If the heart is hypodynamic, inotropes may be needed, if normodynamic, pressors may assist.

Our aim in management is circulatory support and organ perfusion. So some of the parameters we may be looking for are:

-EF>50%

-SBP>90mmHg

-Euglycaemia

-Normal pH

-QRS <120ms

-Good Urine output(so make sure you get an IDC in the intubated patient)

SO WHAT ARE THE TREATMENT REGIMES?

Catecholamines

-all have been used in beta blocker OD with varying degrees of success. One important characteristic is that massive doses(quad strength) are needed for any clinical effect. Several case reports have shown in some cases of high dose or multiple catecholamines in restoring perfusion.

Calcium

-There is a suggestion in animal models that Ca improves inotropy and blood pressure but not conduction or rate.

Kern(Emerg Med Clin N Am 2007) suggests a Calcium bolus of 0.2ml/kg of 10% Ca Gluconate and then an infusion of 0.2-0.5ml/kg/hr titrated to effect-the aim being twice the normal serum calcium.
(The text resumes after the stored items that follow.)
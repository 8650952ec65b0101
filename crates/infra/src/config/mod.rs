//! Configuration loading
//!
//! Reads `Config` from environment variables, falling back to a config file.

pub mod loader;

pub use loader::{load, load_from_env, load_from_file, probe_config_paths};
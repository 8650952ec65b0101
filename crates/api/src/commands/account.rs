//! Account commands: submit the sign-up form, sign in, sign out and read the
//! cached form used for pre-filling.
//!
//! Every command logs its execution time and outcome and flattens errors to
//! strings at the boundary.

use std::time::Instant;

use accountdesk_core::UpsertOutcome;
use accountdesk_domain::constants::messages;
use accountdesk_domain::{CachedForm, FormInput, Notice};
use tracing::{info, warn};

use crate::context::AppContext;
use crate::utils::logging::{error_label, log_command_execution};

/// Validate the form and create or update the account.
///
/// Whether this creates or updates is decided by the session held at the
/// moment of submission. Field violations are reported with a single
/// notification and never reach the backend.
pub async fn submit_form(ctx: &AppContext, input: FormInput) -> Result<UpsertOutcome, String> {
    let command_name = "account::submit_form";
    let start = Instant::now();

    let has_cached_form = ctx.accounts.cached_form().is_some();
    if let Err(rejection) = input.validate(has_cached_form) {
        warn!(command = command_name, error = %rejection, "form rejected");
        ctx.notifier.notify(Notice::error(messages::INVALID_FORM));
        log_command_execution(command_name, start.elapsed(), Err("invalid_fields"));
        return Err(rejection.to_string());
    }

    let session = ctx.accounts.current_session().await;
    info!(command = command_name, update = session.is_some(), "Executing submit_form");

    let result = ctx.accounts.upsert_account(input, session.as_ref()).await;

    log_command_execution(command_name, start.elapsed(), result.as_ref().map(|_| ()).map_err(error_label));
    result.map_err(|e| e.to_string())
}

pub async fn sign_in(ctx: &AppContext, email: &str, password: &str) -> Result<CachedForm, String> {
    let command_name = "account::sign_in";
    let start = Instant::now();

    let result = ctx.accounts.sign_in(email, password).await;

    log_command_execution(command_name, start.elapsed(), result.as_ref().map(|_| ()).map_err(error_label));
    result.map_err(|e| e.to_string())
}

pub async fn sign_out(ctx: &AppContext) -> Result<(), String> {
    let command_name = "account::sign_out";
    let start = Instant::now();

    let result = ctx.accounts.sign_out().await;

    log_command_execution(command_name, start.elapsed(), result.as_ref().map(|_| ()).map_err(error_label));
    result.map_err(|e| e.to_string())
}

/// Cached form for pre-filling, or `None` when nothing is cached.
pub fn show_form(ctx: &AppContext) -> Option<CachedForm> {
    let start = Instant::now();
    let form = ctx.accounts.cached_form();
    log_command_execution("account::show_form", start.elapsed(), Ok(()));
    form
}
Beware here as there is a potential for harm.

Glucagon

-It stimulates intracellular adenyl cyclase via non adrenergic receptors and has been described for the treatment of of beta blocker overdose, with the intent of inotropy as far back as 1973.

-It is usually given in up to 5mg boluses prn and an infusion then started , as a rule of thumb, at the effective bolus dose per hour.

-The one problem with this is that we run out of it very quickly in terms of hospital supply.

Insulin and Euglycaemia

-A far back as 1986 insulin was recognized as exerting significant inotropy(Reikeras J Card Pharm 1986) This was through a shift in cardiac metabolism from free fatty acids to carbohydrates and an increased glucose uptake. There have been animal model studies showing superiority of insulin to adrenaline/vasopressin.

-The proposed dosage is an initial bolus of 1unit/kg with 50ml 50% dextrose and then an infusion of insulin and dextrose at a rate of 0.5 U/hr titrated to euglycaemia.

-Beware it may not work right away and could up to 15 minutes to work, so start early.

IS THAT ALL?

I’m sure that there’s a lot more that can be done, and the toxicologists out there are ready to add their bit. This certainly can be done on the ‘blog’ on resus.com.au where this case study has been added.

What about unmanageable hypotension? Think about extracorporeal elimination.